### Supplied data
# # #

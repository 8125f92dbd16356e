//! Solr field names of the NaPTAN collections and their short output names.

use serde_json::Value;

use tiploc_mapper::models::{clean_row, display_value, tiploc_from_atco, Row};

pub const STOP_POINT_FIELDS: &[(&str, &str)] = &[
    ("id", "id"),
    ("_location_", "_location_"),
    ("Status", "Status"),
    ("AtcoCode", "AtcoCode"),
    ("AdministrativeAreaRef", "AdministrativeAreaRef"),
    ("Place.NptgLocalityRef", "node"),
    ("StopAreas.StopAreaRef.Status", "StopAreaStatus"),
    ("StopAreas.StopAreaRef.value", "StopAreaRef"),
    ("Descriptor.CommonName", "Name"),
    ("Descriptor.Street", "Street"),
    ("StopClassification.StopType", "StopType"),
    ("StopClassification.OffStreet.Rail.AnnotatedRailRef.TiplocRef", "TIPLOC"),
    ("StopClassification.OffStreet.Rail.AnnotatedRailRef.CrsRef", "CRS"),
    ("StopClassification.OffStreet.Rail.AnnotatedRailRef.StationName", "StationName"),
    ("PlusbusZones.PlusbusZoneRef.Status", "PlusBusZoneStatus"),
    ("PlusbusZones.PlusbusZoneRef.value", "PlusBusZoneName"),
    ("Place.MainNptgLocalities.NptgLocalityRef.value", "PlaceLocatityRefs"),
    ("Place.Suburb", "Suburb"),
    ("Place.Town", "Town"),
    ("AlternativeDescriptors.Descriptor.Status", "AlternativeStatus"),
    ("AlternativeDescriptors.Descriptor.CommonName", "AlternativeName"),
    ("AlternativeDescriptors.Descriptor.Street", "AlternativeStreet"),
    ("StopClassification.OffStreet.Rail.AnnotatedRailRef.StationName.value", "StationStopName"),
    ("Descriptor.Indicator", "Platform"),
    ("StopClassification.OffStreet.Air.AnnotatedAirRef.IataRef", "IataRef"),
    ("StopClassification.OffStreet.Air.AnnotatedAirRef.Name", "AirportName"),
    ("StopClassification.OffStreet.Ferry.AnnotatedFerryRef.FerryRef", "FerryRef"),
    ("StopClassification.OffStreet.Ferry.AnnotatedFerryRef.Name", "FerryName"),
    ("NaptanCode", "NaptanCode"),
    ("Descriptor.Landmark", "Landmark"),
    ("Descriptor.ShortCommonName", "CommonName"),
];

pub const STOP_AREA_FIELDS: &[(&str, &str)] = &[
    ("id", "id"),
    ("_location_", "_location_"),
    ("AdministrativeAreaRef", "AdministrativeAreaRef"),
    ("Name", "Name"),
    ("ParentStopAreaRef.Status", "StopAreaStatus"),
    ("ParentStopAreaRef.value", "ParentAtcoCode"),
    ("Status", "Status"),
    ("StopAreaCode", "AtcoCode"),
    ("StopAreaType", "StopAreaType"),
];

/// Comma-separated `fl` parameter for a field map
pub fn field_list(fields: &[(&str, &str)]) -> String {
    fields
        .iter()
        .map(|(solr, _)| *solr)
        .collect::<Vec<_>>()
        .join(",")
}

/// Rename mapped fields in place order; unmapped fields keep their name
pub fn rename(doc: Row, fields: &[(&str, &str)]) -> Row {
    doc.into_iter()
        .map(|(k, v)| {
            let name = fields
                .iter()
                .find(|(solr, _)| *solr == k)
                .map(|(_, short)| short.to_string())
                .unwrap_or(k);
            (name, v)
        })
        .collect()
}

fn code_tiploc(row: &Row, field: &str) -> String {
    row.get(field)
        .map(|v| tiploc_from_atco(&display_value(v)))
        .unwrap_or_default()
}

/// A renamed StopPoint. The TIPLOC always comes from the ATCO code.
pub fn stop_point_row(doc: Row) -> Row {
    let mut row = rename(doc, STOP_POINT_FIELDS);
    let tiploc = code_tiploc(&row, "AtcoCode");
    row.insert("TIPLOC".into(), Value::String(tiploc));
    row.insert("type".into(), "Point".into());
    clean_row(row)
}

/// A renamed StopArea, keyed by its parent area's TIPLOC where it has one
pub fn stop_area_row(doc: Row) -> Row {
    let mut row = rename(doc, STOP_AREA_FIELDS);
    let mut tiploc = code_tiploc(&row, "ParentAtcoCode");
    if tiploc.is_empty() {
        tiploc = code_tiploc(&row, "AtcoCode");
    }
    row.insert("TIPLOC".into(), Value::String(tiploc));
    row.insert("type".into(), "Area".into());
    clean_row(row)
}
//! Core data models for the location pipeline.

pub mod location;
pub mod record;
pub mod row;

pub use location::{Location, ParseLocationError, DEFAULT_PLACES};
pub use record::{LocationRecord, SourceType};
pub use row::{clean_row, display_value, tiploc_from_atco, NaptanRecord, OsmRecord, Row};
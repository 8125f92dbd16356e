//! Solr HTTP client wrapper.

use reqwest::header::CONTENT_TYPE;
use reqwest::{Client, RequestBuilder};
use serde_json::Value;
use tracing::debug;
use url::Url;

use super::{Result, SolrError};

/// Default Solr listen port
pub const DEFAULT_PORT: u16 = 8983;

/// Endpoint family for the v2 API (`/api/{type}/...`)
#[derive(Debug, Clone, Copy, PartialEq, Eq)]
pub enum ApiType {
    Collections,
    Cores,
    Cluster,
}

impl ApiType {
    pub fn as_str(&self) -> &'static str {
        match self {
            ApiType::Collections => "collections",
            ApiType::Cores => "cores",
            ApiType::Cluster => "cluster",
        }
    }
}

/// Request body for POST calls
#[derive(Debug, Clone)]
pub enum Body {
    /// URL-encoded form parameters (queries)
    Form(Vec<(String, String)>),
    /// Raw JSON text (updates and schema commands)
    Json(String),
}

impl Body {
    pub fn json(value: &Value) -> Self {
        Body::Json(value.to_string())
    }
}

/// Solr client with connection configuration
#[derive(Clone)]
pub struct SolrClient {
    http: Client,
    base: Url,
}

impl SolrClient {
    /// Create a new client for `http://{host}:{port}`
    pub fn new(host: &str, port: u16) -> Result<Self> {
        let base = Url::parse(&format!("http://{}:{}/", host, port))?;
        Ok(Self {
            http: Client::new(),
            base,
        })
    }

    pub fn base_url(&self) -> &Url {
        &self.base
    }

    /// v2 URL: `/api/{api_type}/{name}/{api}`
    pub(crate) fn v2_url(&self, api_type: ApiType, name: &str, api: &str) -> String {
        join_url(&self.base, &["api", api_type.as_str(), name, api])
    }

    /// v1 URL: `/solr/{name}/{api}`
    pub(crate) fn v1_url(&self, name: &str, api: &str) -> String {
        join_url(&self.base, &["solr", name, api])
    }

    /// GET on the v2 API, failing on a non-2xx status
    pub async fn get_api(&self, api_type: ApiType, name: &str, api: &str) -> Result<Value> {
        let url = self.v2_url(api_type, name, api);
        debug!("GET {}", url);
        let data = checked_json(self.http.get(&url), &url).await?;
        Ok(unwrap_response(data, api, false))
    }

    /// POST on the v2 API, failing on a non-2xx status
    pub async fn post_api(
        &self,
        api_type: ApiType,
        name: &str,
        api: &str,
        body: Body,
    ) -> Result<Value> {
        let url = self.v2_url(api_type, name, api);
        debug!("POST {}", url);
        let data = checked_json(with_body(self.http.post(&url), body), &url).await?;
        Ok(unwrap_response(data, api, false))
    }

    /// DELETE on the v2 API, failing on a non-2xx status
    pub async fn delete_api(&self, api_type: ApiType, name: &str, api: &str) -> Result<Value> {
        let url = self.v2_url(api_type, name, api);
        debug!("DELETE {}", url);
        let data = checked_json(self.http.delete(&url), &url).await?;
        Ok(unwrap_response(data, api, false))
    }

    /// GET on the v1 API. The HTTP status is not checked.
    pub async fn get_solr(&self, name: &str, api: &str, keep_header: bool) -> Result<Value> {
        let url = self.v1_url(name, api);
        debug!("GET {}", url);
        let text = self.http.get(&url).send().await?.text().await?;
        let data: Value = serde_json::from_str(&text)?;
        Ok(unwrap_response(data, api, keep_header))
    }

    /// POST on the v1 API. The HTTP status is not checked.
    pub async fn post_solr(
        &self,
        name: &str,
        api: &str,
        body: Body,
        keep_header: bool,
    ) -> Result<Value> {
        let url = self.v1_url(name, api);
        debug!("POST {}", url);
        let text = with_body(self.http.post(&url), body)
            .send()
            .await?
            .text()
            .await?;
        let data: Value = serde_json::from_str(&text)?;
        Ok(unwrap_response(data, api, keep_header))
    }
}

fn join_url(base: &Url, segments: &[&str]) -> String {
    let path = segments
        .iter()
        .map(|s| s.trim_matches('/'))
        .filter(|s| !s.is_empty())
        .collect::<Vec<_>>()
        .join("/");
    format!("{}{}", base.as_str(), path)
}

fn with_body(request: RequestBuilder, body: Body) -> RequestBuilder {
    match body {
        Body::Form(params) => request.form(&params),
        Body::Json(text) => request.header(CONTENT_TYPE, "application/json").body(text),
    }
}

async fn checked_json(request: RequestBuilder, url: &str) -> Result<Value> {
    let response = request.send().await?;
    let status = response.status();
    if !status.is_success() {
        return Err(SolrError::Status {
            status,
            url: url.to_string(),
        });
    }
    let text = response.text().await?;
    Ok(serde_json::from_str(&text)?)
}

/// Return the member named after the endpoint when present, otherwise the
/// whole body with `responseHeader` removed unless `keep_header` is set.
pub(crate) fn unwrap_response(mut data: Value, api: &str, keep_header: bool) -> Value {
    if let Value::Object(map) = &mut data {
        if let Some(inner) = map.remove(api) {
            return inner;
        }
        if !keep_header {
            map.remove("responseHeader");
        }
    }
    data
}
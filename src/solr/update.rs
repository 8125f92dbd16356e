//! Document posting and atomic updates.

use serde_json::{json, Map, Value};
use tracing::warn;

use super::{Body, Result, SchemaField, SolrClient, SolrError, SolrMode};

impl SolrClient {
    /// Post whole documents and commit
    pub async fn post_data(&self, docs: &[Map<String, Value>], name: &str) -> Result<Value> {
        let body = Body::Json(serde_json::to_string(docs)?);
        let response = self
            .post_solr(name, "update/json/docs?commit=true", body, true)
            .await?;
        self.checked_update(response, name).await
    }

    /// Set the given fields on existing documents (matched by `id`) and commit
    pub async fn update_data(&self, docs: &[Map<String, Value>], name: &str) -> Result<Value> {
        let body = Body::Json(serde_json::to_string(&atomic_update_docs(docs))?);
        let response = self
            .post_solr(name, "update/json?commit=true", body, true)
            .await?;
        self.checked_update(response, name).await
    }

    async fn checked_update(&self, response: Value, name: &str) -> Result<Value> {
        if response.get("error").is_none() {
            return Ok(response);
        }
        let mode = self.detect_mode().await.unwrap_or(SolrMode::Collections);
        let schema = match self.get_schema(name, mode, true).await {
            Ok(schema) => schema,
            Err(e) => {
                warn!("Could not read schema for {}: {}", name, e);
                Vec::new()
            }
        };
        check_update(response, &schema)
    }
}

/// Rewrite documents as atomic `set` updates, leaving `id` untouched
pub fn atomic_update_docs(docs: &[Map<String, Value>]) -> Vec<Map<String, Value>> {
    docs.iter()
        .map(|doc| {
            doc.iter()
                .map(|(k, v)| {
                    let v = if k == "id" {
                        v.clone()
                    } else {
                        json!({ "set": v })
                    };
                    (k.clone(), v)
                })
                .collect()
        })
        .collect()
}

/// Turn an update error into a descriptive error.
///
/// Solr reports a type mismatch as
/// `Error adding field 'Field'='value' msg=...`; the field type is looked up
/// in `schema`.
pub fn check_update(response: Value, schema: &[SchemaField]) -> Result<Value> {
    let Some(msg) = response
        .get("error")
        .and_then(|e| e.get("msg"))
        .and_then(Value::as_str)
    else {
        return Ok(response);
    };

    if msg.contains("Error adding field") {
        let parts: Vec<&str> = msg.split('\'').collect();
        if parts.len() >= 4 {
            let field = parts[1].to_string();
            let field_type = schema
                .iter()
                .find(|f| f.name == field)
                .map(|f| f.field_type.clone())
                .unwrap_or_else(|| "None".to_string());
            return Err(SolrError::FieldType {
                data: parts[3].to_string(),
                field,
                field_type,
            });
        }
    }
    Err(SolrError::Rejected(msg.to_string()))
}

#[cfg(test)]
mod tests {
    use super::*;

    fn doc(value: Value) -> Map<String, Value> {
        value.as_object().cloned().unwrap()
    }

    #[test]
    fn test_atomic_update_wraps_all_but_id() {
        let docs = vec![doc(json!({"id": "a1", "TIPLOC": "EUSTON", "count": 3}))];
        let updated = atomic_update_docs(&docs);
        assert_eq!(
            Value::Object(updated[0].clone()),
            json!({"id": "a1", "TIPLOC": {"set": "EUSTON"}, "count": {"set": 3}})
        );
    }

    #[test]
    fn test_check_update_passes_success() {
        let ok = json!({"responseHeader": {"status": 0, "QTime": 4}});
        assert_eq!(check_update(ok.clone(), &[]).unwrap(), ok);
    }

    #[test]
    fn test_check_update_field_type() {
        let schema: Vec<SchemaField> = serde_json::from_value(json!([
            {"name": "count", "type": "pint"},
            {"name": "TIPLOC", "type": "string"}
        ]))
        .unwrap();
        let response = json!({
            "responseHeader": {"status": 400},
            "error": {"msg": "ERROR: [doc=1] Error adding field 'count'='many' msg=For input string: \"many\"", "code": 400}
        });
        match check_update(response, &schema) {
            Err(SolrError::FieldType {
                data,
                field,
                field_type,
            }) => {
                assert_eq!(data, "many");
                assert_eq!(field, "count");
                assert_eq!(field_type, "pint");
            }
            other => panic!("unexpected {:?}", other),
        }
    }

    #[test]
    fn test_check_update_other_error() {
        let response = json!({"error": {"msg": "missing required field: id"}});
        assert!(matches!(
            check_update(response, &[]),
            Err(SolrError::Rejected(_))
        ));
    }
}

# # #

### What the task requires
Copy each line of the listing in which the word "Ferry" can be found.

### Exercise response
    ("StopClassification.OffStreet.Ferry.AnnotatedFerryRef.FerryRef", "FerryRef"),
    ("StopClassification.OffStreet.Ferry.AnnotatedFerryRef.Name", "FerryName"),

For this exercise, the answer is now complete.